Exercise aim> Each line of the data below that carries the word "NewFeedback" needs to be copied.

------

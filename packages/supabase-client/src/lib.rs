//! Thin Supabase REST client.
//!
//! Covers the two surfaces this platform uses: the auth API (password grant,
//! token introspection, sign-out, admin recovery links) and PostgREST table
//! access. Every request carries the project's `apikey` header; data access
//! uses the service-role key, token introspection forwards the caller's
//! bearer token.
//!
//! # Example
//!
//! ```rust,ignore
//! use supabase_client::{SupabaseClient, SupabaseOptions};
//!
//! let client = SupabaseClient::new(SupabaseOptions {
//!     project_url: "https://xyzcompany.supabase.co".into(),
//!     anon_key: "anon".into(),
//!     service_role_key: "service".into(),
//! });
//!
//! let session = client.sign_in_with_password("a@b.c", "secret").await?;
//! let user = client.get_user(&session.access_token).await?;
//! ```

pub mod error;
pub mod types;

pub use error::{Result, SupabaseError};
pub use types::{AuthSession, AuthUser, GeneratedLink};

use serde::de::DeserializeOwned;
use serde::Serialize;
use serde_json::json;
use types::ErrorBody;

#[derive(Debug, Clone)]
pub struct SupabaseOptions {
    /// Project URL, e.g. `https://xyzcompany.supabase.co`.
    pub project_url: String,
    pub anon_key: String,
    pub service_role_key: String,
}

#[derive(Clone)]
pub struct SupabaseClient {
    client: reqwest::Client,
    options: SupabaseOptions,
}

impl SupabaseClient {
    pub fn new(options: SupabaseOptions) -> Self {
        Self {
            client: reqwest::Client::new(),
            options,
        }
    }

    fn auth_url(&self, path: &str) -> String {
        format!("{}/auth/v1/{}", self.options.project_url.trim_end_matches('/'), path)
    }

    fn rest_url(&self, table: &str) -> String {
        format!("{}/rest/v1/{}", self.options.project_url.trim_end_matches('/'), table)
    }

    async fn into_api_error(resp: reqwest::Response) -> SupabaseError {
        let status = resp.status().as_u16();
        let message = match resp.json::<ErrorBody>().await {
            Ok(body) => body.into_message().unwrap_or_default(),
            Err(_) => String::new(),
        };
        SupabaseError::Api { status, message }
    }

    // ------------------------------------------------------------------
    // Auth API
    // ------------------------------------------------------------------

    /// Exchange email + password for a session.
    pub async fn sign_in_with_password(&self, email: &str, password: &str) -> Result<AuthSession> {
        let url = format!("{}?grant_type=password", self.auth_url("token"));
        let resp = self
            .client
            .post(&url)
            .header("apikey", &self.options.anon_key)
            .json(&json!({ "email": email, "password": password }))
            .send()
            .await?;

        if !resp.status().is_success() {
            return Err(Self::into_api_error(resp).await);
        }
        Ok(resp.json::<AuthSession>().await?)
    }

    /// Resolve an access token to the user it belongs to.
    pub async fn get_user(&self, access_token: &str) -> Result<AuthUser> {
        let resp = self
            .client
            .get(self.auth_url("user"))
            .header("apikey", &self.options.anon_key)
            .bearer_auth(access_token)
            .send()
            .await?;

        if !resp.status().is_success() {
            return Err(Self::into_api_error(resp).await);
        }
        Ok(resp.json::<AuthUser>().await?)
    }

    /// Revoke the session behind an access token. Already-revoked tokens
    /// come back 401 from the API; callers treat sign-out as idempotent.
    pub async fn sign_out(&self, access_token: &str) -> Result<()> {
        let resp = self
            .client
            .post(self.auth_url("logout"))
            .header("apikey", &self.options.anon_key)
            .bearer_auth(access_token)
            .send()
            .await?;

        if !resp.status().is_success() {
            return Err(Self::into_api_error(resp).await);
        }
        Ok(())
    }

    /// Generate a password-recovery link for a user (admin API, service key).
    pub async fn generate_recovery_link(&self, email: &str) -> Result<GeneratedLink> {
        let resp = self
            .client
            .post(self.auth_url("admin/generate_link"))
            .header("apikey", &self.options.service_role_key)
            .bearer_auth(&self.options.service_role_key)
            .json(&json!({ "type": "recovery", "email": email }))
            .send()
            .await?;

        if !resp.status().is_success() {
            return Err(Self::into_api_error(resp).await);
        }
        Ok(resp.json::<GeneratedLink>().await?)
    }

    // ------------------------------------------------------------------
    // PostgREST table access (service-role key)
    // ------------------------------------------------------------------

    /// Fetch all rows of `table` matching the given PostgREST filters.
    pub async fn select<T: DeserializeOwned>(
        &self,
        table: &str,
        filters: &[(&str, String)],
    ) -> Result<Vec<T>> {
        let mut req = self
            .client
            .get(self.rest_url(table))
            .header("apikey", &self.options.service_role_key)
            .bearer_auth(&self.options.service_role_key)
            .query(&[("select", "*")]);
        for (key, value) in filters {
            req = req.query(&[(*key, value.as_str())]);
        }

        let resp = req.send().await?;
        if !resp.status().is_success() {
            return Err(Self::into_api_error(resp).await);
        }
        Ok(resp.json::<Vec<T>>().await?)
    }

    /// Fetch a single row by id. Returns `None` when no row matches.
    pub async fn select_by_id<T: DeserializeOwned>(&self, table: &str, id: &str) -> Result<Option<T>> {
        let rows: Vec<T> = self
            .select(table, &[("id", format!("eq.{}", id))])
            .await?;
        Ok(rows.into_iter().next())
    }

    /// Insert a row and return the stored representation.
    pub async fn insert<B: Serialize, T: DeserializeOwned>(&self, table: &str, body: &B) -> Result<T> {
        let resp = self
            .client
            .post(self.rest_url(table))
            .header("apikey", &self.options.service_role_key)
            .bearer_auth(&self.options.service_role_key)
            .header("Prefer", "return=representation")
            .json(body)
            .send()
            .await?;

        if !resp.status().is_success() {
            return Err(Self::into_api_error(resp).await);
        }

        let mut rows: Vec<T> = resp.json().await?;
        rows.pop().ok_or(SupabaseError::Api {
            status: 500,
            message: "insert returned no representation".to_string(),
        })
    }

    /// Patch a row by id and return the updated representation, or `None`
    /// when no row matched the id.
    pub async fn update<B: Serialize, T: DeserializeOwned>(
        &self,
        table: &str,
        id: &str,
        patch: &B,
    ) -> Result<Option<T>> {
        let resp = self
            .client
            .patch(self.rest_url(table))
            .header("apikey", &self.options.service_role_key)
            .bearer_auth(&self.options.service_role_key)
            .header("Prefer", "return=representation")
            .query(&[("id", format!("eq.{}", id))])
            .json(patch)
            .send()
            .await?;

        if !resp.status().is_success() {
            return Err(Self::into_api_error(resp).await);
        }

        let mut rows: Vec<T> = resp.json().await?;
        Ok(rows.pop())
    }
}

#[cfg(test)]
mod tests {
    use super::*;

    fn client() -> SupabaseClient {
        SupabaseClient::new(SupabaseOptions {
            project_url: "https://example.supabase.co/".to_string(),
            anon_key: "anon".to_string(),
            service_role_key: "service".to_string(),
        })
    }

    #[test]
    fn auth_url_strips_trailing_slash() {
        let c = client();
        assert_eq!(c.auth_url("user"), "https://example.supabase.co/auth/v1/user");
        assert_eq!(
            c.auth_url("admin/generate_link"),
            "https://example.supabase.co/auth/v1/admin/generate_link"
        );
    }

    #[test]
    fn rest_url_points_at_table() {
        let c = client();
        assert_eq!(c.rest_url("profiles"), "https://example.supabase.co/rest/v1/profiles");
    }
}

------

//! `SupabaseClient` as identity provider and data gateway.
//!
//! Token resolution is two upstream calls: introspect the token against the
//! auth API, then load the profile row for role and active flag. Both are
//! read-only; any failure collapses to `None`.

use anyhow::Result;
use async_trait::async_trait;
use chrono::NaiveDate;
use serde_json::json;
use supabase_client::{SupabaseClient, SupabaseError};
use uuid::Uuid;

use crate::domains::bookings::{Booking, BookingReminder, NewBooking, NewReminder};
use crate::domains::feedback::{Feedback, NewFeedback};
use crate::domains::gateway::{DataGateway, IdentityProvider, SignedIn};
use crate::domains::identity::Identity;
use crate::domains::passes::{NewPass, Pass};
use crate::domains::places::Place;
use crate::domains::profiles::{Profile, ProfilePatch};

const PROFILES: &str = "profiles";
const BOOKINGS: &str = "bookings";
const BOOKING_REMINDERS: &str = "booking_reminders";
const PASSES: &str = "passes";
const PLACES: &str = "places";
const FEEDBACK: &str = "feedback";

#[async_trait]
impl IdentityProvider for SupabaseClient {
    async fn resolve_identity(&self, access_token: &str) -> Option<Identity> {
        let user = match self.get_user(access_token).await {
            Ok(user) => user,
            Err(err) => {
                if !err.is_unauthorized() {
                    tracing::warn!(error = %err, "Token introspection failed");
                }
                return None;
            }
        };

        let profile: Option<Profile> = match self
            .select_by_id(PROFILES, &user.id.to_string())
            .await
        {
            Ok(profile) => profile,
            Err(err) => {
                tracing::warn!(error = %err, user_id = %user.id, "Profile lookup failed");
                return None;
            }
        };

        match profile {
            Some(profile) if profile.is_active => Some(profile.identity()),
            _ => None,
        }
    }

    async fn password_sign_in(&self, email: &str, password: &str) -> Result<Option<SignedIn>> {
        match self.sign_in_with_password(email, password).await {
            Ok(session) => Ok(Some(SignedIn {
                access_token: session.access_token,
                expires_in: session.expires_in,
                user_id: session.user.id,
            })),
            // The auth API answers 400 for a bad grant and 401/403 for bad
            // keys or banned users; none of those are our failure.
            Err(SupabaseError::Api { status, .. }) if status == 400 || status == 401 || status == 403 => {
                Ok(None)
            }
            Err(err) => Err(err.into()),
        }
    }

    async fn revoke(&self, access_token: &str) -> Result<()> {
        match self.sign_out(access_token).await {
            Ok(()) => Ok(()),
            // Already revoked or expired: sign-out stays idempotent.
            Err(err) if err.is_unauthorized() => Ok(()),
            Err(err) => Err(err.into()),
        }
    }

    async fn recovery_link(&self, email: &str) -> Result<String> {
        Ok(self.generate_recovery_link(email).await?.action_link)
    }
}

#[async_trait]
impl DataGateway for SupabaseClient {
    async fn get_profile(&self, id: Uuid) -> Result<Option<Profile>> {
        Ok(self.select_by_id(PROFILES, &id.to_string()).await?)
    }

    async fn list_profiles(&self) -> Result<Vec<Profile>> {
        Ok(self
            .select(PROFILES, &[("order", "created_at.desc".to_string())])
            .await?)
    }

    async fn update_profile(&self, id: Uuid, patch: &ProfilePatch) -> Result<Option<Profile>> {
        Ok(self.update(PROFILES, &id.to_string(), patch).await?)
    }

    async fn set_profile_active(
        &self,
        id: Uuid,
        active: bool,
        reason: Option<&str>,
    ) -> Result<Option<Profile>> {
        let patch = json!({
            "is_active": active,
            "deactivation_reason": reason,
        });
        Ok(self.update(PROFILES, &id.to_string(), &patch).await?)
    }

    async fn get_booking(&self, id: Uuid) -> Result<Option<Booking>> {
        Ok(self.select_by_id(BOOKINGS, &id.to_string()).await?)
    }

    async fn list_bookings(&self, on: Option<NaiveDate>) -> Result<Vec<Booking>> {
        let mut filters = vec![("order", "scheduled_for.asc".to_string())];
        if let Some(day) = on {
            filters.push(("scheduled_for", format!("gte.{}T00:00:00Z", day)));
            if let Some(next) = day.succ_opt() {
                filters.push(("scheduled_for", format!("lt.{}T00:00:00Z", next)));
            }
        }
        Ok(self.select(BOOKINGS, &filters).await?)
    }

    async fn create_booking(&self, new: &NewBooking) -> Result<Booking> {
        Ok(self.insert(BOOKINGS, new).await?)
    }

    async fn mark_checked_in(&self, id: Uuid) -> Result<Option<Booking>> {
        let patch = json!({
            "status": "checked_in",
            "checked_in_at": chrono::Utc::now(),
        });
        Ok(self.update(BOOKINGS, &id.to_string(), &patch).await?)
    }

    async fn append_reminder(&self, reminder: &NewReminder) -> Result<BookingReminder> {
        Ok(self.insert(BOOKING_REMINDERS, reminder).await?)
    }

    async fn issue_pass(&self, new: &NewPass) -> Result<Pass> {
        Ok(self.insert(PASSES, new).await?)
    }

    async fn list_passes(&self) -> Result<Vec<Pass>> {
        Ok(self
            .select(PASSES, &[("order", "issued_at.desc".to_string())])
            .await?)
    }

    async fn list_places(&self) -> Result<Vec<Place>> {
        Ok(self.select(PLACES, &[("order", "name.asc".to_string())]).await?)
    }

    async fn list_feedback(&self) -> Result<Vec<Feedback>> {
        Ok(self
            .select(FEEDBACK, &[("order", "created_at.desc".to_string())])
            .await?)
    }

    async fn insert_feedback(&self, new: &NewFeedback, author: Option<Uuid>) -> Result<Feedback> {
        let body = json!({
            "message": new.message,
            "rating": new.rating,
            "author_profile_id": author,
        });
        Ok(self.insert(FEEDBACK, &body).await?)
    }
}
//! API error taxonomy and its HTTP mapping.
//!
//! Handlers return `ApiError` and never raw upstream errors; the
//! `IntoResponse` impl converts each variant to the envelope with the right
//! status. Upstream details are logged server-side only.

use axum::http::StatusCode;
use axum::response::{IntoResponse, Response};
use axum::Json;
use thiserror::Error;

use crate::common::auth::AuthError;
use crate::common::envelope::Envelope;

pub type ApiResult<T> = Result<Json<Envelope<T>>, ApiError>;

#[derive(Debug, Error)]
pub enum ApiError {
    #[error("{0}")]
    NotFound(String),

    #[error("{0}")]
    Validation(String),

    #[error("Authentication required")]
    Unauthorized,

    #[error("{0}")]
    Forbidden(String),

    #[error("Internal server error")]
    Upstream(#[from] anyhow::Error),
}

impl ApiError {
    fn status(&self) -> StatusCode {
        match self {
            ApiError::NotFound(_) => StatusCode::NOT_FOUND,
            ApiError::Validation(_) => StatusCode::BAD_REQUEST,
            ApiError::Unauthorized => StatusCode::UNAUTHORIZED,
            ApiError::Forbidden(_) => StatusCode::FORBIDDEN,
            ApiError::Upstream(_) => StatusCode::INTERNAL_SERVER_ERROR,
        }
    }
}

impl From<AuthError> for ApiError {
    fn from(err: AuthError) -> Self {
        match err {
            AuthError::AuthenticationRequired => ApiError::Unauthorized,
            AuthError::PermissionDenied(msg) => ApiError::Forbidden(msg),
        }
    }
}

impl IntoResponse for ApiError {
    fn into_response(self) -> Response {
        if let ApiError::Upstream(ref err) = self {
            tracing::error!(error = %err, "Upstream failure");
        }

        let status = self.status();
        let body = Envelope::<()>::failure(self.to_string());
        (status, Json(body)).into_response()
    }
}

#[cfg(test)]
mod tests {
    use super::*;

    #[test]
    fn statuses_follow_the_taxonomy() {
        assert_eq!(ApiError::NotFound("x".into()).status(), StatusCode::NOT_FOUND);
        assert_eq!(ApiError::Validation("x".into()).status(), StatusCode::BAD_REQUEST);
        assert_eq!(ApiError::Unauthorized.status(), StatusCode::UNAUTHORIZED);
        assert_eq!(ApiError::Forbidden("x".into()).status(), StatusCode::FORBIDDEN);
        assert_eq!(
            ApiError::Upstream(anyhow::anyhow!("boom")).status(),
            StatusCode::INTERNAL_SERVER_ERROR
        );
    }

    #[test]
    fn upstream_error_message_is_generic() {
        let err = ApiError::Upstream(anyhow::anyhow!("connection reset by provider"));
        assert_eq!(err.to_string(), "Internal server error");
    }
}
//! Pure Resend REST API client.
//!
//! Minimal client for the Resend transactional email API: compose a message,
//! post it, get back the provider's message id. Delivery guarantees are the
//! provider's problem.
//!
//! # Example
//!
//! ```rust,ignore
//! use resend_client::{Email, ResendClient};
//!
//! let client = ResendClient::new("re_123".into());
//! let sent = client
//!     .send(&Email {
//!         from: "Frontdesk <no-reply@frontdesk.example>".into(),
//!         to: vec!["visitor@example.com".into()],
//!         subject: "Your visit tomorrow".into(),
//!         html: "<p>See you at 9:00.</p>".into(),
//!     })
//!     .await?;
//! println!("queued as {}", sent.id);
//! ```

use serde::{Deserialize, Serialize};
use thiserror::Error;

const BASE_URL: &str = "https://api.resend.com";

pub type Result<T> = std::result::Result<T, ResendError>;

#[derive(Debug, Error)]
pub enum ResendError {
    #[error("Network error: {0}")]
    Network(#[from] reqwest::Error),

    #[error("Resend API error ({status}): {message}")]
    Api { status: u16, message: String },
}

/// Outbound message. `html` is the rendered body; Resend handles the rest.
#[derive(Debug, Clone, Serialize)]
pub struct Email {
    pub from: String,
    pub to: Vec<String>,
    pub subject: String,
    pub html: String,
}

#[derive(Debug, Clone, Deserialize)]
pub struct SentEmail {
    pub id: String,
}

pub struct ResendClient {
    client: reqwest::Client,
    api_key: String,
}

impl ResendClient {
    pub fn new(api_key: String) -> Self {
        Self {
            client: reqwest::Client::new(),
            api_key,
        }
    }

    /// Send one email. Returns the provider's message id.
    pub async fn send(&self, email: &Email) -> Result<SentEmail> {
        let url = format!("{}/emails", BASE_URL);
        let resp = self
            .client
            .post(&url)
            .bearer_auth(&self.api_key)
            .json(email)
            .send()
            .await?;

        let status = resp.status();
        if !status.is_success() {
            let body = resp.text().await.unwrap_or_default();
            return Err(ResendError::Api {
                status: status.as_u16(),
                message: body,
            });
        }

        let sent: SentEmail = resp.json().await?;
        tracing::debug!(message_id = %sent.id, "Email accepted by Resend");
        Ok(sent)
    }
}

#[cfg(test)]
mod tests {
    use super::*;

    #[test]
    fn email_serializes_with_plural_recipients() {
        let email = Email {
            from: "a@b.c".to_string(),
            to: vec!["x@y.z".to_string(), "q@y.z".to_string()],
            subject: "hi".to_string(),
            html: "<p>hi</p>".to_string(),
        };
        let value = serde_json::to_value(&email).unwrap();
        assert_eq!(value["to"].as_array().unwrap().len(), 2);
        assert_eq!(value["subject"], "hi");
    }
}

------

Answer to this problem>
use crate::domains::feedback::{Feedback, NewFeedback};
    async fn insert_feedback(&self, new: &NewFeedback, author: Option<Uuid>) -> Result<Feedback> {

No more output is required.